## Directions for this task:
Locate the line that contains "calories: calories.round_ties_even() as". Reproduce it and all following lines up to the end of the material, exactly and with nothing added.

## Data supplied:
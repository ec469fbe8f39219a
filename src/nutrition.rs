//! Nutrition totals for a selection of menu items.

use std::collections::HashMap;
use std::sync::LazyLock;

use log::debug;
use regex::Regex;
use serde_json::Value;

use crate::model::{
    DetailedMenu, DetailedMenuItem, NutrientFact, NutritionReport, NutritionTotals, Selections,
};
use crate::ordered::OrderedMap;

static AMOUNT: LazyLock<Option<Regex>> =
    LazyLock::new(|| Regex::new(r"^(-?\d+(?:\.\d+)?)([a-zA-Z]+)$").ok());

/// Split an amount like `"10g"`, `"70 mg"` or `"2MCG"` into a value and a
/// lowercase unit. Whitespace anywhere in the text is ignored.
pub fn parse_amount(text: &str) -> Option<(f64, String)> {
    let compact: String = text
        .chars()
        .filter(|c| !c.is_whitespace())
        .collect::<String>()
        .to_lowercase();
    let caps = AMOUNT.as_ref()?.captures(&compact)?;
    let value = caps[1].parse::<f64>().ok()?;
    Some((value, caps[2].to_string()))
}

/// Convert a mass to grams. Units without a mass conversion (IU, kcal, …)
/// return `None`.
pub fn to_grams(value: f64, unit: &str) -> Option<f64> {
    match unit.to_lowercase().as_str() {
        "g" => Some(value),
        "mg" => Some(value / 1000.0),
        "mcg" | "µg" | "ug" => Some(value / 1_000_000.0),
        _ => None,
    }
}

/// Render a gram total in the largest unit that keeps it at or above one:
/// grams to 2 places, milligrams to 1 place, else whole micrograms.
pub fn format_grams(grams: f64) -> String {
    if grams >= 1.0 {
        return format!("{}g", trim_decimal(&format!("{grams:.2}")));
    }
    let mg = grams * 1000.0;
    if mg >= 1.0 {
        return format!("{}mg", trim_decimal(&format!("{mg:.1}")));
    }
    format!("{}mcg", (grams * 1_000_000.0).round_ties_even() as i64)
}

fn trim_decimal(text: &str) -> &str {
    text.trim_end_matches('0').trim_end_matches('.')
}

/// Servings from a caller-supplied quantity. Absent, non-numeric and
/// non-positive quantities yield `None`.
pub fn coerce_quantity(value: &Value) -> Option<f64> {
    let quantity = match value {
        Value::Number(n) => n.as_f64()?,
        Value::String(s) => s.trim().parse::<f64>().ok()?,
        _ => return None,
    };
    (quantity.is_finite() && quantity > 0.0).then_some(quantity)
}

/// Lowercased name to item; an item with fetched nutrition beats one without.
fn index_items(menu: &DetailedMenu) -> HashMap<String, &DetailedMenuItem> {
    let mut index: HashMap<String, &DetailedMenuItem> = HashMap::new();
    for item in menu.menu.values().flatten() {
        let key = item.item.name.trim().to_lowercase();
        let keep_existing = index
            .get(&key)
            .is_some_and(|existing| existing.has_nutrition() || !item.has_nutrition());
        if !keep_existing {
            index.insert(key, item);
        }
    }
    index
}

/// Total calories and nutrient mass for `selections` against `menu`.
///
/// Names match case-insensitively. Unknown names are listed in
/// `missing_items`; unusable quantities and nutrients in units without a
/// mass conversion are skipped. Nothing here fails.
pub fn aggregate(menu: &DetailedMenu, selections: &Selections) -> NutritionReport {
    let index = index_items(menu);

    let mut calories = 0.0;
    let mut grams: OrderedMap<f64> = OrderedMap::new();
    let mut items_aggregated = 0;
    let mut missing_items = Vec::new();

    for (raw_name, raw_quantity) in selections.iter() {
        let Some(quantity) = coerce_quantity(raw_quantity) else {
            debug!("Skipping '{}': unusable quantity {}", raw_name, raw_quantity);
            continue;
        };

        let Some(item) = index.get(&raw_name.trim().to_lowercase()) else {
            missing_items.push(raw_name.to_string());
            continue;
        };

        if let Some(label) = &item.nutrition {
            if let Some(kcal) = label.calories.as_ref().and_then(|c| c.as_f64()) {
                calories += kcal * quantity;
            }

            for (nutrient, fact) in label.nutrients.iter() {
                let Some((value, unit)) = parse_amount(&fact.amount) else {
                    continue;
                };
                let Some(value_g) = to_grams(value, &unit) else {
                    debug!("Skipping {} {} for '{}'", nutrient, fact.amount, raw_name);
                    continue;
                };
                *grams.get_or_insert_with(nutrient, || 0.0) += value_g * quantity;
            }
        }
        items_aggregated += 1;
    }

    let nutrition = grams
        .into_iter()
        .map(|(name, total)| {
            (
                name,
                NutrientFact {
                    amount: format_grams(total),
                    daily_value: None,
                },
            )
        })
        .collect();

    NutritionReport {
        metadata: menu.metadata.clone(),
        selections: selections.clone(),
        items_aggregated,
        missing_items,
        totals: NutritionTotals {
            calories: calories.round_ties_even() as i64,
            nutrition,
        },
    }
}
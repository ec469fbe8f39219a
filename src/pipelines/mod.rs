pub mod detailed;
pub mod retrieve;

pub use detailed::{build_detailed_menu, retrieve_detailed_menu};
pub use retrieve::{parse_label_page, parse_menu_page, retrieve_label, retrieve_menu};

## Finished task:
            calories: calories.round_ties_even() as i64,
            nutrition,
        },
    }
}
repository ec469fbe8f39219a
filename src/pipelines/mod.rs
pub mod detailed;
pub mod retrieve;

pub use detailed::{build_detailed_menu, retrieve_detailed_menu};
pub use retrieve::{parse_label_page, parse_menu_page, retrieve_label, retrieve_menu};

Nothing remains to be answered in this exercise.